In recent years, the phrase cultural genocide has been used to describe U.S. treatment of its native peoples, Russian treatment of Jews, Israeli treatment of Palestinians, and Communist China’s treatment of Tibetans. With its endorsements by numerous prominent Canadians and the TRC Report, it has achieved widespread currency in Canada: a July 2015 Angus Reid poll found that 70 percent of Canadians agreed that cultural genocide described the IRS experience. However, most respondents admitted they knew little about the Report or the issue.
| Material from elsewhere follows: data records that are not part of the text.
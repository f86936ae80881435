//! ObservationRow: one OHLCV + market-cap sample for a slug at a timestamp.

use chrono::NaiveDateTime;
use serde::{Deserialize, Serialize};

/// Composite key shared by every table in the pipeline.
///
/// Ordering is (slug, timestamp) ascending, which is the partition order all
/// windowed computations rely on.
#[derive(Debug, Clone, PartialEq, Eq, PartialOrd, Ord, Hash, Serialize, Deserialize)]
pub struct RowKey {
    pub slug: String,
    pub timestamp: NaiveDateTime,
}

impl RowKey {
    pub fn new(slug: impl Into<String>, timestamp: NaiveDateTime) -> Self {
        Self {
            slug: slug.into(),
            timestamp,
        }
    }
}

/// Raw market observation as fetched from the store.
///
/// Missing numeric fields are carried as `f64::NAN`.
#[derive(Debug, Clone, PartialEq, Serialize, Deserialize)]
pub struct ObservationRow {
    pub slug: String,
    pub timestamp: NaiveDateTime,
    pub open: f64,
    pub high: f64,
    pub low: f64,
    pub close: f64,
    pub volume: f64,
    pub market_cap: f64,
}

impl ObservationRow {
    pub fn key(&self) -> RowKey {
        RowKey::new(self.slug.clone(), self.timestamp)
    }
}
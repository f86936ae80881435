//! Average True Range (ATR).
//!
//! True Range: max(high-low, |high-prev_close|, |low-prev_close|)
//! TR[0] = high - low, since there is no previous close.
//! ATR = rolling mean of TR over `window`.

use super::Indicator;
use crate::frame::{CLOSE, HIGH, LOW};
use crate::window::rolling_mean;

#[derive(Debug, Clone)]
pub struct Atr {
    window: usize,
    name: String,
}

impl Atr {
    pub fn new(window: usize) -> Self {
        assert!(window >= 1, "ATR window must be >= 1");
        Self {
            window,
            name: format!("atr_{window}"),
        }
    }
}

/// True Range series. A missing previous close falls back to high - low.
pub fn true_range(high: &[f64], low: &[f64], close: &[f64]) -> Vec<f64> {
    (0..high.len())
        .map(|i| {
            let range = high[i] - low[i];
            if i == 0 || close[i - 1].is_nan() {
                return range;
            }
            let pc = close[i - 1];
            range.max((high[i] - pc).abs()).max((low[i] - pc).abs())
        })
        .collect()
}

pub fn average_true_range(high: &[f64], low: &[f64], close: &[f64], window: usize) -> Vec<f64> {
    rolling_mean(&true_range(high, low, close), window, 1)
}

impl Indicator for Atr {
    fn name(&self) -> &str {
        &self.name
    }

    fn inputs(&self) -> &'static [&'static str] {
        &[HIGH, LOW, CLOSE]
    }

    fn outputs(&self) -> Vec<String> {
        vec!["atr".to_string()]
    }

    fn compute(&self, inputs: &[&[f64]]) -> Vec<Vec<f64>> {
        let [high, low, close] = inputs else {
            return Vec::new();
        };
        vec![average_true_range(high, low, close, self.window)]
    }
}
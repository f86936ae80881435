//! Domain types: assets, observation rows and their (slug, timestamp) key.

pub mod asset;
pub mod observation;

pub use asset::Asset;
pub use observation::{ObservationRow, RowKey};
Like much received wisdom – the set of beliefs people have come to accept as true regardless of their accuracy – there is little factual evidence supporting the cultural genocide notion.
As is well-documented, Christianity flourished in aboriginal communities across Canada from first contact onwards. So did a desire to internalize European ways of understanding and dealing with the world. Thus, generations of Christian aboriginal parents willingly sent their children to the church-operated residential schools to obtain an education, often alongside European classmates – the sons and daughters of missionaries, Hudson Bay Company personnel, and Indian Affairs employees – a fact the TRC Report chose to ignore.
As late as the 1940s and 1950s, when the Indian Act was being amended, many bands and native organizations asked for the schools to remain open. In the 1960s, well after most of the IRS had already been closed, several bands lobbied the Department of Indian Affairs to keep some of the remaining schools operating.
The cultural genocide charge is also rooted in weak social science. The legacy of the IRS – “the significant educational, income, health, and social disparities between Aboriginal people and other Canadians,” the negative effects of poor, abusive, or absent parenting, and high incarceration rates – has been found to be no greater among those who attended IRS than those who did not.
Moreover, the cultural genocide thesis ignores the indisputable fact that human beings can assimilate characteristics of two or more cultures, including unrelated languages. The TRC Report implies that cultural learning and retention are zero-sum games, ignoring the abundant evidence of the human capacity for “biculturation.” This truth is clearly seen in the diversity of Canadian society, where people from a vast array of cultures have successfully integrated into the multicultural mainstream while retaining many of their native languages, beliefs, and cultural practices.
The TRC Report grudgingly (and perhaps inadvertently) acknowledges that this is as true for Aboriginal Canadians as it is for millions of other Canadians when it states that “Aboriginal cultures and peoples have been badly damaged, [but] they continue to exist. Aboriginal people have refused to surrender their identity.”
This may be the truest statement in the Report, and perhaps the most hopeful one, for it acknowledges that as hard as the residential schools may have tried to absorb its students into mainstream culture (i.e., “to kill the Indian in the child”), these efforts failed.
The statement also transcends the bitter and hyperbolic narrative of genocide and entitlement and points to a future where a proud and confident people are recognized – and recognize themselves – as full and equal citizens of Canada, instead of its eternal victims.
Hymie Rubenstein, editor of REAL Indigenous Report, is a retired professor of anthropology and was a board member of and taught for many years at St. Paul’s College, University of Manitoba, the only Roman Catholic higher education institution in Manitoba. He and Rodney Clifton from the Frontier Centre for Public Policy are authors of Residential School Recrimination, Repentance, and Reality.